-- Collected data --
________________
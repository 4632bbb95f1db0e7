use regex::Regex;
use std::sync::LazyLock;

static URL_PATTERN: LazyLock<Regex> =
    LazyLock::new(|| Regex::new(r"https?://\S+").expect("Invalid URL pattern"));

/// A piece of message text, either plain or a web link
#[derive(Debug, Clone, Copy, PartialEq, Eq)]
pub enum TextToken<'a> {
    Text(&'a str),
    Link(&'a str),
}

/// Split message content into plain text and `http(s)://` links, in order
pub fn tokenize(text: &str) -> Vec<TextToken<'_>> {
    let mut tokens = Vec::new();
    let mut last = 0;

    for found in URL_PATTERN.find_iter(text) {
        if found.start() > last {
            tokens.push(TextToken::Text(&text[last..found.start()]));
        }
        tokens.push(TextToken::Link(found.as_str()));
        last = found.end();
    }

    if last < text.len() || tokens.is_empty() {
        tokens.push(TextToken::Text(&text[last..]));
    }

    tokens
}

#[cfg(test)]
mod tests {
    use super::*;

    #[test]
    fn plain_text_is_one_token() {
        assert_eq!(tokenize("no links here"), vec![TextToken::Text("no links here")]);
    }

    #[test]
    fn empty_text_is_one_empty_token() {
        assert_eq!(tokenize(""), vec![TextToken::Text("")]);
    }

    #[test]
    fn links_are_split_out_in_order() {
        let tokens = tokenize("See https://sfwe.arizona.edu/clubs and http://x.io now");
        assert_eq!(
            tokens,
            vec![
                TextToken::Text("See "),
                TextToken::Link("https://sfwe.arizona.edu/clubs"),
                TextToken::Text(" and "),
                TextToken::Link("http://x.io"),
                TextToken::Text(" now"),
            ]
        );
    }

    #[test]
    fn link_at_end_leaves_no_trailing_token() {
        assert_eq!(
            tokenize("visit https://example.com"),
            vec![TextToken::Text("visit "), TextToken::Link("https://example.com")]
        );
    }

    #[test]
    fn bare_scheme_is_not_a_link() {
        assert_eq!(tokenize("https:// alone"), vec![TextToken::Text("https:// alone")]);
    }
}
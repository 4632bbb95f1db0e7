use async_trait::async_trait;
use futures_util::stream;
use reqwest::Client;
use serde::{Deserialize, Serialize};
use std::time::Duration;

use super::{Reply, ReplyRequest, Responder};
use crate::error::DeliveryError;

pub const DEFAULT_ENDPOINT: &str = "http://localhost:5000/api/chat";

#[derive(Serialize)]
#[serde(rename_all = "camelCase")]
struct ChatRequest<'a> {
    message: &'a str,
    #[serde(skip_serializing_if = "Option::is_none")]
    session_id: Option<&'a str>,
}

#[derive(Deserialize)]
#[serde(rename_all = "camelCase")]
struct ChatResponse {
    response: String,
    #[serde(default)]
    session_id: Option<String>,
}

/// Client for the remote chat endpoint. One request per message; the whole
/// answer arrives as a single chunk.
#[derive(Clone)]
pub struct BackendClient {
    client: Client,
    endpoint: String,
}

impl BackendClient {
    pub fn new(endpoint: &str, timeout: Option<Duration>) -> Result<Self, DeliveryError> {
        let mut builder = Client::builder();
        if let Some(timeout) = timeout {
            builder = builder.timeout(timeout);
        }
        let client = builder
            .build()
            .map_err(|e| DeliveryError::RequestFailed(format!("could not build http client: {}", e)))?;

        Ok(Self {
            client,
            endpoint: endpoint.to_string(),
        })
    }

    pub fn endpoint(&self) -> &str {
        &self.endpoint
    }

    /// Send one message, returning the answer text and the session handle
    pub async fn query(
        &self,
        message: &str,
        session_id: Option<&str>,
    ) -> Result<(String, Option<String>), DeliveryError> {
        let request = ChatRequest { message, session_id };

        let response = self
            .client
            .post(&self.endpoint)
            .header("Content-Type", "application/json")
            .json(&request)
            .send()
            .await
            .map_err(|e| DeliveryError::RequestFailed(e.to_string()))?;

        if !response.status().is_success() {
            return Err(DeliveryError::Server {
                status: response.status().as_u16(),
            });
        }

        let chat_response: ChatResponse = response
            .json()
            .await
            .map_err(|e| DeliveryError::InvalidResponse(e.to_string()))?;
        Ok((chat_response.response, chat_response.session_id))
    }
}

#[async_trait]
impl Responder for BackendClient {
    async fn respond(&self, request: &ReplyRequest) -> Result<Reply, DeliveryError> {
        let (text, session_id) = self
            .query(&request.message, request.session_id.as_deref())
            .await?;

        Ok(Reply {
            chunks: Box::pin(stream::once(async move { text })),
            session_id,
        })
    }
}

#[cfg(test)]
mod tests {
    use super::*;

    #[test]
    fn request_omits_missing_session() {
        let body = serde_json::to_value(ChatRequest {
            message: "hi",
            session_id: None,
        })
        .unwrap();
        assert_eq!(body, serde_json::json!({ "message": "hi" }));
    }

    #[test]
    fn request_uses_camel_case_session_key() {
        let body = serde_json::to_value(ChatRequest {
            message: "hi",
            session_id: Some("s1"),
        })
        .unwrap();
        assert_eq!(body, serde_json::json!({ "message": "hi", "sessionId": "s1" }));
    }

    #[test]
    fn response_decodes_session() {
        let parsed: ChatResponse =
            serde_json::from_str(r#"{"response":"X","sessionId":"s1"}"#).unwrap();
        assert_eq!(parsed.response, "X");
        assert_eq!(parsed.session_id.as_deref(), Some("s1"));
    }
}
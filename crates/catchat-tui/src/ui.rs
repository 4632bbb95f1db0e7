use catchat_core::{tokenize, ChatMessage, ChatRole, Conversation, TextToken};
use chrono::Local;
use ratatui::{
    layout::{Constraint, Layout, Rect},
    style::{Color, Modifier, Style, Stylize},
    text::{Line, Span, Text},
    widgets::{Block, Borders, Clear, List, ListItem, ListState, Paragraph, Wrap},
    Frame,
};

use crate::app::{App, FocusPane, InputMode, SUGGESTIONS};

/// Ensure the selected item in a list is visible by adjusting the ListState offset.
fn ensure_selected_visible(state: &mut ListState, visible_height: usize) {
    let visible_height = visible_height.max(1);

    if let Some(selected) = state.selected() {
        let min_offset = selected.saturating_sub(visible_height - 1);
        let max_offset = selected;

        let new_offset = state.offset().clamp(min_offset, max_offset);
        if new_offset != state.offset() {
            *state.offset_mut() = new_offset;
        }
    }
}

/// Style links found by the tokenizer; everything else stays plain
fn linkify_line(text: &str) -> Line<'static> {
    let spans: Vec<Span<'static>> = tokenize(text)
        .into_iter()
        .map(|token| match token {
            TextToken::Text(t) => Span::raw(t.to_string()),
            TextToken::Link(url) => Span::styled(
                url.to_string(),
                Style::default()
                    .fg(Color::Blue)
                    .add_modifier(Modifier::UNDERLINED),
            ),
        })
        .collect();

    if spans.is_empty() {
        Line::default()
    } else {
        Line::from(spans)
    }
}

pub fn render(app: &mut App, frame: &mut Frame) {
    let area = frame.area();

    // Main layout: header, body, footer
    let [header_area, body_area, footer_area] = Layout::vertical([
        Constraint::Length(1),
        Constraint::Min(0),
        Constraint::Length(1),
    ])
    .areas(area);

    render_header(app, frame, header_area);

    let [sidebar_area, chat_area] =
        Layout::horizontal([Constraint::Length(28), Constraint::Min(0)]).areas(body_area);

    render_sidebar(app, frame, sidebar_area);
    render_chat(app, frame, chat_area);
    render_footer(app, frame, footer_area);

    // Render popups (in order of priority)
    if app.confirm_delete.is_some() {
        render_delete_confirm(app, frame, area);
    } else if app.rename.is_some() {
        render_rename_input(app, frame, area);
    }
}

fn render_header(app: &App, frame: &mut Frame, area: Rect) {
    let title = Line::from(vec![
        Span::styled(" CatGPT ", Style::default().fg(Color::Cyan).bold()),
        Span::styled(
            format!("[{}]", app.mode.display_name()),
            Style::default().fg(Color::Black),
        ),
        Span::raw(" "),
        Span::styled(
            format!("v{}", env!("CARGO_PKG_VERSION")),
            Style::default().fg(Color::Black),
        ),
    ]);

    let header = Paragraph::new(title).style(Style::default().bg(Color::DarkGray));
    frame.render_widget(header, area);
}

fn render_footer(app: &App, frame: &mut Frame, area: Rect) {
    let mode_style = match app.input_mode {
        InputMode::Normal => Style::default().bg(Color::Blue).fg(Color::White),
        InputMode::Editing => Style::default().bg(Color::Yellow).fg(Color::Black),
    };

    let mode_text = match (app.input_mode, app.focus) {
        (InputMode::Editing, _) => " INSERT ",
        (InputMode::Normal, FocusPane::Sidebar) => " CHATS ",
        (InputMode::Normal, FocusPane::Transcript) => " TRANSCRIPT ",
        (InputMode::Normal, FocusPane::Input) => " NORMAL ",
    };

    // Key style: dark background with bright text for visibility on both light/dark terminals
    let key_style = Style::default().bg(Color::DarkGray).fg(Color::White);
    let label_style = Style::default().bg(Color::Black).fg(Color::White);

    let hint = |key: &'static str, label: &'static str| {
        [
            Span::styled(format!(" {} ", key), key_style),
            Span::styled(format!(" {} ", label), label_style),
        ]
    };

    let hints: Vec<[Span; 2]> = if app.confirm_delete.is_some() {
        vec![hint("y", "delete"), hint("n", "keep")]
    } else if app.rename.is_some() {
        vec![hint("Enter", "save"), hint("Esc", "cancel")]
    } else {
        match (app.input_mode, app.focus) {
            (InputMode::Editing, _) => {
                vec![hint("Enter", "send"), hint("Esc", "normal"), hint("Tab", "chats")]
            }
            (InputMode::Normal, FocusPane::Sidebar) => vec![
                hint("j/k", "nav"),
                hint("Enter", "open"),
                hint("r", "rename"),
                hint("d", "delete"),
                hint("n", "new"),
                hint("q", "quit"),
            ],
            (InputMode::Normal, FocusPane::Transcript) => vec![
                hint("j/k", "select"),
                hint("c", "copy"),
                hint("C", "copy last"),
                hint("R", "regenerate"),
                hint("1-4", "ask"),
                hint("q", "quit"),
            ],
            (InputMode::Normal, FocusPane::Input) => vec![
                hint("i", "type"),
                hint("Tab", "focus"),
                hint("n", "new"),
                hint("R", "regenerate"),
                hint("1-4", "ask"),
                hint("q", "quit"),
            ],
        }
    };

    let mut spans = vec![Span::styled(mode_text, mode_style), Span::raw(" ")];
    spans.extend(hints.into_iter().flatten());

    if let Some(status) = &app.status {
        spans.push(Span::raw("  "));
        spans.push(Span::styled(
            status.clone(),
            Style::default().fg(Color::Yellow).add_modifier(Modifier::ITALIC),
        ));
    }

    frame.render_widget(Paragraph::new(Line::from(spans)), area);
}

fn render_sidebar(app: &mut App, frame: &mut Frame, area: Rect) {
    app.sidebar_area = Some(area);

    let snapshot = app.snapshot();
    if app
        .sidebar_state
        .selected()
        .map_or(true, |i| i >= snapshot.conversations.len())
    {
        app.sync_sidebar_to_active();
    }

    let focused = app.focus == FocusPane::Sidebar;
    let border_color = if focused { Color::Cyan } else { Color::DarkGray };

    let block = Block::default()
        .borders(Borders::ALL)
        .border_style(Style::default().fg(border_color))
        .title(format!(" Chats ({}) ", snapshot.conversations.len()));

    let items: Vec<ListItem> = snapshot
        .conversations
        .iter()
        .map(|conversation| {
            let is_active = conversation.id == snapshot.active;
            let title_style = if is_active {
                Style::default().fg(Color::Green).add_modifier(Modifier::BOLD)
            } else {
                Style::default()
            };

            let mut first_line = vec![Span::styled(conversation.title.clone(), title_style)];
            if conversation.streaming {
                first_line.push(Span::styled(" …", Style::default().fg(Color::Yellow)));
            }

            let updated = conversation
                .updated_at
                .with_timezone(&Local)
                .format("%b %-d %H:%M")
                .to_string();

            ListItem::new(vec![
                Line::from(first_line),
                Line::from(Span::styled(updated, Style::default().fg(Color::DarkGray))),
            ])
        })
        .collect();

    let list = List::new(items)
        .block(block)
        .highlight_style(
            Style::default()
                .bg(Color::Blue)
                .fg(Color::White)
                .add_modifier(Modifier::BOLD),
        )
        .highlight_symbol("> ");

    // Two lines per conversation
    let visible_height = (area.height.saturating_sub(2) / 2) as usize;
    ensure_selected_visible(&mut app.sidebar_state, visible_height);

    frame.render_stateful_widget(list, area, &mut app.sidebar_state);
}

fn render_chat(app: &mut App, frame: &mut Frame, area: Rect) {
    let [transcript_area, suggestions_area, input_area] = Layout::vertical([
        Constraint::Min(0),
        Constraint::Length(1),
        Constraint::Length(3),
    ])
    .areas(area);

    render_transcript(app, frame, transcript_area);
    render_suggestions(app, frame, suggestions_area);
    render_input(app, frame, input_area);
}

fn role_header(message: &ChatMessage, selected: bool) -> Line<'static> {
    let (label, color) = match message.role {
        ChatRole::User => ("You", Color::Cyan),
        ChatRole::Assistant => ("CatGPT", Color::Yellow),
    };

    let mut label_style = Style::default().fg(color).add_modifier(Modifier::BOLD);
    if selected {
        label_style = label_style.add_modifier(Modifier::REVERSED);
    }

    Line::from(vec![
        Span::styled(label, label_style),
        Span::styled(
            format!("  {}", message.time.with_timezone(&Local).format("%H:%M")),
            Style::default().fg(Color::DarkGray),
        ),
    ])
}

fn transcript_text(conversation: &Conversation, selected: Option<usize>, frame_idx: u8) -> Text<'static> {
    let mut lines: Vec<Line> = Vec::new();
    let last_idx = conversation.messages.len().saturating_sub(1);

    for (idx, message) in conversation.messages.iter().enumerate() {
        lines.push(role_header(message, selected == Some(idx)));

        let in_progress = conversation.streaming && idx == last_idx;
        if message.content.is_empty() {
            // Animated ellipsis: cycles through ".", "..", "..."
            let dots = ".".repeat((frame_idx as usize) + 1);
            let placeholder = if in_progress { format!("Thinking{}", dots) } else { String::new() };
            lines.push(Line::from(Span::styled(
                placeholder,
                Style::default().fg(Color::DarkGray).add_modifier(Modifier::ITALIC),
            )));
        }

        let content_lines: Vec<&str> = message.content.lines().collect();
        for (line_idx, line) in content_lines.iter().enumerate() {
            let mut rendered = linkify_line(line);
            if in_progress && line_idx + 1 == content_lines.len() {
                rendered.push_span(Span::styled("▍", Style::default().fg(Color::Yellow)));
            }
            lines.push(rendered);
        }

        lines.push(Line::default());
    }

    Text::from(lines)
}

fn render_transcript(app: &mut App, frame: &mut Frame, area: Rect) {
    app.transcript_area = Some(area);

    // Store inner dimensions for scroll calculations (minus borders)
    app.transcript_height = area.height.saturating_sub(2);
    app.transcript_width = area.width.saturating_sub(2);

    if app.follow_tail {
        app.scroll_to_bottom();
    }

    let snapshot = app.snapshot();
    let conversation = snapshot.active();

    let focused = app.focus == FocusPane::Transcript;
    let border_color = if focused { Color::Cyan } else { Color::DarkGray };

    let mut title = format!(" {} ", conversation.title);
    if conversation.streaming {
        title.push_str("(replying) ");
    }

    let block = Block::default()
        .borders(Borders::ALL)
        .border_style(Style::default().fg(border_color))
        .title(title);

    let transcript = Paragraph::new(transcript_text(
        conversation,
        app.selected_message,
        app.animation_frame,
    ))
    .block(block)
    .wrap(Wrap { trim: false })
    .scroll((app.transcript_scroll, 0));

    frame.render_widget(transcript, area);
}

fn render_suggestions(app: &App, frame: &mut Frame, area: Rect) {
    let disabled = app.active_streaming();
    let chip_style = if disabled {
        Style::default().fg(Color::DarkGray)
    } else {
        Style::default().fg(Color::Magenta)
    };

    let mut spans = Vec::with_capacity(SUGGESTIONS.len() * 2);
    for (i, suggestion) in SUGGESTIONS.iter().enumerate() {
        spans.push(Span::styled(
            format!(" {} ", i + 1),
            Style::default().bg(Color::DarkGray).fg(Color::White),
        ));
        spans.push(Span::styled(format!(" {}  ", suggestion), chip_style));
    }

    frame.render_widget(Paragraph::new(Line::from(spans)), area);
}

fn render_input(app: &App, frame: &mut Frame, area: Rect) {
    let streaming = app.active_streaming();
    let editing = app.input_mode == InputMode::Editing;

    let border_color = if streaming {
        Color::DarkGray
    } else if editing || app.focus == FocusPane::Input {
        Color::Yellow
    } else {
        Color::DarkGray
    };

    let title = if streaming {
        " Waiting for reply... "
    } else {
        " Message (Enter to send) "
    };

    let block = Block::default()
        .borders(Borders::ALL)
        .border_style(Style::default().fg(border_color))
        .title(title);

    // Inner width = total width - 2 (for borders)
    let inner_width = area.width.saturating_sub(2) as usize;
    let (visible_text, cursor_col) = app.input.visible_window(inner_width);

    let placeholder = app.input.text.is_empty() && !editing;
    let input = if placeholder {
        Paragraph::new("Ask about classes, clubs, scholarships...")
            .style(Style::default().fg(Color::DarkGray))
    } else {
        Paragraph::new(visible_text).style(Style::default().fg(Color::Cyan))
    }
    .block(block);

    frame.render_widget(input, area);

    // Show cursor when editing
    if editing && app.rename.is_none() && app.confirm_delete.is_none() {
        frame.set_cursor_position((area.x + cursor_col as u16 + 1, area.y + 1));
    }
}

fn centered_popup(area: Rect, width: u16, height: u16) -> Rect {
    let popup_width = width.min(area.width.saturating_sub(4));
    let popup_height = height.min(area.height.saturating_sub(2));

    let popup_x = (area.width.saturating_sub(popup_width)) / 2;
    let popup_y = (area.height.saturating_sub(popup_height)) / 2;

    Rect::new(popup_x, popup_y, popup_width, popup_height)
}

fn render_rename_input(app: &App, frame: &mut Frame, area: Rect) {
    let Some(rename) = &app.rename else {
        return;
    };

    let popup_area = centered_popup(area, 50, 5);

    // Clear the area behind the popup
    frame.render_widget(Clear, popup_area);

    let block = Block::default()
        .borders(Borders::ALL)
        .border_style(Style::default().fg(Color::Yellow))
        .title(" Rename chat ");

    let inner = block.inner(popup_area);
    frame.render_widget(block, popup_area);

    let instructions = Paragraph::new("Enter to save, Esc to cancel")
        .style(Style::default().fg(Color::DarkGray));
    frame.render_widget(instructions, Rect::new(inner.x, inner.y, inner.width, 1));

    let input_area = Rect::new(inner.x, inner.y + 2, inner.width, 1);
    let (visible_text, cursor_col) = rename.input.visible_window(input_area.width as usize);
    frame.render_widget(
        Paragraph::new(visible_text).style(Style::default().fg(Color::Cyan)),
        input_area,
    );
    frame.set_cursor_position((input_area.x + cursor_col as u16, input_area.y));
}

fn render_delete_confirm(app: &App, frame: &mut Frame, area: Rect) {
    let Some(id) = app.confirm_delete else {
        return;
    };
    let title = app
        .store()
        .conversation(id)
        .map(|c| c.title.clone())
        .unwrap_or_default();

    let popup_area = centered_popup(area, 44, 5);
    frame.render_widget(Clear, popup_area);

    let block = Block::default()
        .borders(Borders::ALL)
        .border_style(Style::default().fg(Color::Red))
        .title(" Delete chat? ");

    let text = Text::from(vec![
        Line::from(Span::styled(title, Style::default().bold())),
        Line::default(),
        Line::from(vec![
            Span::styled(" y ", Style::default().bg(Color::Red).fg(Color::White)),
            Span::raw(" delete   "),
            Span::styled(" n ", Style::default().bg(Color::DarkGray).fg(Color::White)),
            Span::raw(" keep"),
        ]),
    ]);

    frame.render_widget(Paragraph::new(text).block(block), popup_area);
}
________________
-- What the task requires --
Wherever a line of the data above contains "clubs", copy that line.

-- Result for this exercise --
        let tokens = tokenize("See https://sfwe.arizona.edu/clubs and http://x.io now");
                TextToken::Link("https://sfwe.arizona.edu/clubs"),
        Paragraph::new("Ask about classes, clubs, scholarships...")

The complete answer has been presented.